#### [Data records]
════════

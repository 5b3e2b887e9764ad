use bytes::BytesMut;
use graphbinary::{read_value, write_value, Bytecode, Uuid, Value};
use pretty_assertions::assert_eq;

fn roundtrip(value: Value) -> Value {
    let mut buf = BytesMut::new();
    write_value(&mut buf, &value).expect("encode");
    let mut slice = &buf[..];
    read_value(&mut slice).expect("decode")
}

#[test]
fn modern_graph_bytecode_roundtrips() {
    let mut bytecode = Bytecode::new();
    bytecode.add_step("V", vec![]);
    bytecode.add_step("has", vec![Value::string("name"), Value::string("marko")]);
    bytecode.add_step("out", vec![Value::string("knows")]);
    bytecode.add_step("values", vec![Value::string("name")]);
    bytecode.add_source("withStrategies", vec![Value::string("ReadOnlyStrategy")]);

    let decoded = roundtrip(Value::Bytecode(bytecode.clone()));
    match decoded {
        Value::Bytecode(decoded) => {
            assert_eq!(decoded.steps.len(), bytecode.steps.len());
            assert_eq!(decoded.sources.len(), bytecode.sources.len());
            for (expected, actual) in bytecode.steps.iter().zip(decoded.steps.iter()) {
                assert_eq!(expected.operator, actual.operator);
                assert_eq!(expected.arguments, actual.arguments);
            }
            for (expected, actual) in bytecode.sources.iter().zip(decoded.sources.iter()) {
                assert_eq!(expected.operator, actual.operator);
                assert_eq!(expected.arguments, actual.arguments);
            }
        }
        other => panic!("expected Bytecode, got {other:?}"),
    }
}

#[test]
fn map_with_null_value_preserves_null() {
    let map = Value::Map(vec![
        (
            Value::string("a"),
            Value::List(vec![Value::Int32(1), Value::Int32(2), Value::Int32(3)]),
        ),
        (Value::string("b"), Value::Null),
    ]);

    let decoded = roundtrip(map);
    match decoded {
        Value::Map(entries) => {
            let b = entries
                .iter()
                .find(|(k, _)| *k == Value::string("b"))
                .map(|(_, v)| v.clone())
                .unwrap();
            assert_eq!(b, Value::Null);
            assert_ne!(b, Value::Int32(0));
        }
        other => panic!("expected Map, got {other:?}"),
    }
}

#[test]
fn duplicate_map_keys_last_wins() {
    let mut buf = BytesMut::new();
    // Hand-encode a map with a duplicated key "x": first 1, then 2.
    buf.extend_from_slice(&[0x0a, 0x00]); // Map, not-null
    buf.extend_from_slice(&2i32.to_be_bytes()); // 2 entries
    write_value(&mut buf, &Value::string("x")).unwrap();
    write_value(&mut buf, &Value::Int32(1)).unwrap();
    write_value(&mut buf, &Value::string("x")).unwrap();
    write_value(&mut buf, &Value::Int32(2)).unwrap();

    let mut slice = &buf[..];
    let decoded = read_value(&mut slice).unwrap();
    match decoded {
        Value::Map(entries) => {
            assert_eq!(entries.len(), 1);
            assert_eq!(entries[0].1, Value::Int32(2));
        }
        other => panic!("expected Map, got {other:?}"),
    }
}

#[test]
fn uuid_roundtrips() {
    let uuid = Uuid::new_v4();
    let decoded = roundtrip(Value::Uuid(uuid));
    assert_eq!(decoded, Value::Uuid(uuid));
}

#[test]
fn set_deduplicates_on_construction() {
    let set = Value::set(vec![Value::Int32(1), Value::Int32(1), Value::Int32(2)]);
    match &set {
        Value::Set(items) => assert_eq!(items.len(), 2),
        other => panic!("expected Set, got {other:?}"),
    }
    let decoded = roundtrip(set.clone());
    assert_eq!(decoded, set);
}
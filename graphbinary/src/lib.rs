//! GraphBinary: a self-describing, tagged binary format for the polymorphic
//! value universe exchanged with a Gremlin Server (primitives, big
//! integers, UUIDs, strings, lists, maps, bytecode, traversers).
//!
//! This crate is the wire-types layer: it has no networking and no async
//! runtime dependency, the same split the transport/protocol engine crate
//! above it (`gremlin-client`) draws between itself and its wire format.

mod de;
mod error;
mod ser;
mod value;

pub use de::{read_expected, read_string_nfq, read_uuid_nfq, read_value, read_value_non_nullable};
pub use error::{CodecError, Result};
pub use ser::{write_string_nfq, write_uuid_nfq, write_value};
pub use value::{Binding, Bytecode, Instruction, TypeCode, Traverser, Value, ValueMap};
pub use uuid::Uuid;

════════

#### [Your task]
After reading the listing, write out every line of it exactly.

#### [Solution to this task]
repository 5b3e2b887e9764ad
use bytes::BytesMut;
use graphbinary::{read_value, write_value, Bytecode, Uuid, Value};
use pretty_assertions::assert_eq;

fn roundtrip(value: Value) -> Value {
    let mut buf = BytesMut::new();
    write_value(&mut buf, &value).expect("encode");
    let mut slice = &buf[..];
    read_value(&mut slice).expect("decode")
}

#[test]
fn modern_graph_bytecode_roundtrips() {
    let mut bytecode = Bytecode::new();
    bytecode.add_step("V", vec![]);
    bytecode.add_step("has", vec![Value::string("name"), Value::string("marko")]);
    bytecode.add_step("out", vec![Value::string("knows")]);
    bytecode.add_step("values", vec![Value::string("name")]);
    bytecode.add_source("withStrategies", vec![Value::string("ReadOnlyStrategy")]);

    let decoded = roundtrip(Value::Bytecode(bytecode.clone()));
    match decoded {
        Value::Bytecode(decoded) => {
            assert_eq!(decoded.steps.len(), bytecode.steps.len());
            assert_eq!(decoded.sources.len(), bytecode.sources.len());
            for (expected, actual) in bytecode.steps.iter().zip(decoded.steps.iter()) {
                assert_eq!(expected.operator, actual.operator);
                assert_eq!(expected.arguments, actual.arguments);
            }
            for (expected, actual) in bytecode.sources.iter().zip(decoded.sources.iter()) {
                assert_eq!(expected.operator, actual.operator);
                assert_eq!(expected.arguments, actual.arguments);
            }
        }
        other => panic!("expected Bytecode, got {other:?}"),
    }
}

#[test]
fn map_with_null_value_preserves_null() {
    let map = Value::Map(vec![
        (
            Value::string("a"),
            Value::List(vec![Value::Int32(1), Value::Int32(2), Value::Int32(3)]),
        ),
        (Value::string("b"), Value::Null),
    ]);

    let decoded = roundtrip(map);
    match decoded {
        Value::Map(entries) => {
            let b = entries
                .iter()
                .find(|(k, _)| *k == Value::string("b"))
                .map(|(_, v)| v.clone())
                .unwrap();
            assert_eq!(b, Value::Null);
            assert_ne!(b, Value::Int32(0));
        }
        other => panic!("expected Map, got {other:?}"),
    }
}

#[test]
fn duplicate_map_keys_last_wins() {
    let mut buf = BytesMut::new();
    // Hand-encode a map with a duplicated key "x": first 1, then 2.
    buf.extend_from_slice(&[0x0a, 0x00]); // Map, not-null
    buf.extend_from_slice(&2i32.to_be_bytes()); // 2 entries
    write_value(&mut buf, &Value::string("x")).unwrap();
    write_value(&mut buf, &Value::Int32(1)).unwrap();
    write_value(&mut buf, &Value::string("x")).unwrap();
    write_value(&mut buf, &Value::Int32(2)).unwrap();

    let mut slice = &buf[..];
    let decoded = read_value(&mut slice).unwrap();
    match decoded {
        Value::Map(entries) => {
            assert_eq!(entries.len(), 1);
            assert_eq!(entries[0].1, Value::Int32(2));
        }
        other => panic!("expected Map, got {other:?}"),
    }
}

#[test]
fn uuid_roundtrips() {
    let uuid = Uuid::new_v4();
    let decoded = roundtrip(Value::Uuid(uuid));
    assert_eq!(decoded, Value::Uuid(uuid));
}

#[test]
fn set_deduplicates_on_construction() {
    let set = Value::set(vec![Value::Int32(1), Value::Int32(1), Value::Int32(2)]);
    match &set {
        Value::Set(items) => assert_eq!(items.len(), 2),
        other => panic!("expected Set, got {other:?}"),
    }
    let decoded = roundtrip(set.clone());
    assert_eq!(decoded, set);
}
filename graphbinary/src/lib.rs
//! GraphBinary: a self-describing, tagged binary format for the polymorphic
//! value universe exchanged with a Gremlin Server (primitives, big
//! integers, UUIDs, strings, lists, maps, bytecode, traversers).
//!
//! This crate is the wire-types layer: it has no networking and no async
//! runtime dependency, the same split the transport/protocol engine crate
//! above it (`gremlin-client`) draws between itself and its wire format.

mod de;
mod error;
mod ser;
mod value;

pub use de::{read_expected, read_string_nfq, read_uuid_nfq, read_value, read_value_non_nullable};
pub use error::{CodecError, Result};
pub use ser::{write_string_nfq, write_uuid_nfq, write_value};
pub use value::{Binding, Bytecode, Instruction, TypeCode, Traverser, Value, ValueMap};
pub use uuid::Uuid;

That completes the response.